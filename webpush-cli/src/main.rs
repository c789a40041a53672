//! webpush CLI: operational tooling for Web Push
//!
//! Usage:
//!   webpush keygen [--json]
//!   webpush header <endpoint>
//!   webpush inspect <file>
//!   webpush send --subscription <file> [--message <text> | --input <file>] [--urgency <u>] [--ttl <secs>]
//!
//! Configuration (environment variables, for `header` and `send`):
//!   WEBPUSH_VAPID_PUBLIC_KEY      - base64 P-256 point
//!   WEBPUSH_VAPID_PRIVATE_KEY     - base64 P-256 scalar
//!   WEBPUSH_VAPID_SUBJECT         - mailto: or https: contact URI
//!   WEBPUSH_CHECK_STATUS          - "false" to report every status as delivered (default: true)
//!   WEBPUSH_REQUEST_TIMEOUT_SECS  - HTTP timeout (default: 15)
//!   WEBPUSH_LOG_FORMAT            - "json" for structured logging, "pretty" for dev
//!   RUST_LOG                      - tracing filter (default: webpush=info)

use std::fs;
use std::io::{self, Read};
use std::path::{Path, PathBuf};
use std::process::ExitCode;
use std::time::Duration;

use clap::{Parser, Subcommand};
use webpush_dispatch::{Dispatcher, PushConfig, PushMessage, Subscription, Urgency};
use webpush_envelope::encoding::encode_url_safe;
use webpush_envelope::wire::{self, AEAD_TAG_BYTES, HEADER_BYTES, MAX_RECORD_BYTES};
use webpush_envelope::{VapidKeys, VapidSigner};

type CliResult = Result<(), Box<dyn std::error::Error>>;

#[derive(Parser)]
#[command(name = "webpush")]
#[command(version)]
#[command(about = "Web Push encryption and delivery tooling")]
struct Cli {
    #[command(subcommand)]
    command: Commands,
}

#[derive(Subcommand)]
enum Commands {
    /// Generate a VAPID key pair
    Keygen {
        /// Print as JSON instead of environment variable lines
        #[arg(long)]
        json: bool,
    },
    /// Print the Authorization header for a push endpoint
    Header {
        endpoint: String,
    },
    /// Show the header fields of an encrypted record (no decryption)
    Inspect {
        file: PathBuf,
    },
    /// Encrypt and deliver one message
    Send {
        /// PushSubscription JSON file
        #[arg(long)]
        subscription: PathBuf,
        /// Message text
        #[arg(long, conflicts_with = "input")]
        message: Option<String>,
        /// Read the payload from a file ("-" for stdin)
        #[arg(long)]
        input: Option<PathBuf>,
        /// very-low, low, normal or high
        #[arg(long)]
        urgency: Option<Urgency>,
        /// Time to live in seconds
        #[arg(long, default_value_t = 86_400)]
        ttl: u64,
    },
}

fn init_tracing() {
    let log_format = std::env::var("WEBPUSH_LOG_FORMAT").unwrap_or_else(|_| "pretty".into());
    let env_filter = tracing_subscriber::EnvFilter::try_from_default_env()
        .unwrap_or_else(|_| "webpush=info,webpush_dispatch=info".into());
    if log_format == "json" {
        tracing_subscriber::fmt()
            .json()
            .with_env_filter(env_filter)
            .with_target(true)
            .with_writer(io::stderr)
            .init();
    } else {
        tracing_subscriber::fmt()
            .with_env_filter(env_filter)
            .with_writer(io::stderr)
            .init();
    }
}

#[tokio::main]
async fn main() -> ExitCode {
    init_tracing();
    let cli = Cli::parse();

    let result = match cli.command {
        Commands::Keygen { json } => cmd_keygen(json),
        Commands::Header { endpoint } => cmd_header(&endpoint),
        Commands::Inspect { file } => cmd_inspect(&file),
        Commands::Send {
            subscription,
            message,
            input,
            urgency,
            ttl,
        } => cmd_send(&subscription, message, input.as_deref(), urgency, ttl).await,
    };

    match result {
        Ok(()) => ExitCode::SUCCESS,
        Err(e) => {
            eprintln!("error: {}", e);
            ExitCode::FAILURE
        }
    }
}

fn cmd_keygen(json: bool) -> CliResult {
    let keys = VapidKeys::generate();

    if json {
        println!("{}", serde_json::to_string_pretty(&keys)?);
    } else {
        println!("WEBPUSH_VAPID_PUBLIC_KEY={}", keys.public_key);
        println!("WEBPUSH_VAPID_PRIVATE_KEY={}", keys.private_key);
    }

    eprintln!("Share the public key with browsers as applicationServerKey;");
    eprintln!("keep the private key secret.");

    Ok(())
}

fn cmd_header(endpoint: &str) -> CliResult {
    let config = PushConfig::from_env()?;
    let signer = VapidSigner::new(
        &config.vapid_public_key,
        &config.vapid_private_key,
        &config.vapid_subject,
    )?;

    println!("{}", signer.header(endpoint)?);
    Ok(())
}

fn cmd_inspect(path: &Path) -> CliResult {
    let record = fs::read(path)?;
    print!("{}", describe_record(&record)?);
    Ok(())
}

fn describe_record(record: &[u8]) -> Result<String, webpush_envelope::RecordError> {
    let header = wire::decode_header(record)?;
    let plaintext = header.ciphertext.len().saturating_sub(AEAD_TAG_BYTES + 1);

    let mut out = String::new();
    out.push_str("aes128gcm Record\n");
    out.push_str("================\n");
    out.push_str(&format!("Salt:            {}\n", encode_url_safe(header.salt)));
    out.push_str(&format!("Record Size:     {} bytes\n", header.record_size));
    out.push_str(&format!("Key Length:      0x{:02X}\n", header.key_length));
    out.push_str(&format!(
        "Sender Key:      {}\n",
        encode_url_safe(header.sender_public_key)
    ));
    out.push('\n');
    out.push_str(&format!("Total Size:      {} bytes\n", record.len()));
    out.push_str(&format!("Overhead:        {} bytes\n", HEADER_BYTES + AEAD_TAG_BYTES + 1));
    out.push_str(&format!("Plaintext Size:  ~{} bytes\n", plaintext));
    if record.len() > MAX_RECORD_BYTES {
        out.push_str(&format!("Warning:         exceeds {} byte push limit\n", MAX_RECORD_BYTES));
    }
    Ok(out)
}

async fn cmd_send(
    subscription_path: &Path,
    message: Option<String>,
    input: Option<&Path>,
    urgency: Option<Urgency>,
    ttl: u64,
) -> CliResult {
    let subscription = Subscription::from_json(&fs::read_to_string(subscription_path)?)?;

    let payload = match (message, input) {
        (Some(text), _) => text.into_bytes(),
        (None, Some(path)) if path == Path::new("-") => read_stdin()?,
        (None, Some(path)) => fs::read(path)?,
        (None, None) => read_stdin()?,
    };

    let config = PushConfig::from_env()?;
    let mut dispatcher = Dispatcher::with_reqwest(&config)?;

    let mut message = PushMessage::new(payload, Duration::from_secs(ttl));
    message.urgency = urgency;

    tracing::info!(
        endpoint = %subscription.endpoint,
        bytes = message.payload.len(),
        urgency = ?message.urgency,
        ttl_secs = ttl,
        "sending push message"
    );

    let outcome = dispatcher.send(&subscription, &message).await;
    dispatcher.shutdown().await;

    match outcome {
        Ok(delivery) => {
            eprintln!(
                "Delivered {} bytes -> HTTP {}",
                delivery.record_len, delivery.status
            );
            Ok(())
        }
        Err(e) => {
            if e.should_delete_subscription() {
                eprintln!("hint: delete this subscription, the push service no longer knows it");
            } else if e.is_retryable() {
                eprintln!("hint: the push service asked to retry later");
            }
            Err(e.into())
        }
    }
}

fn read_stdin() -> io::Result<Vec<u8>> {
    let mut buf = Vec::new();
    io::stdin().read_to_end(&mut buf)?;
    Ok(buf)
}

> Exercise prompt: Filter these records, keeping every line where the word "tooling" occurs.

> Answer for this exercise:
//! webpush CLI: operational tooling for Web Push
#[command(about = "Web Push encryption and delivery tooling")]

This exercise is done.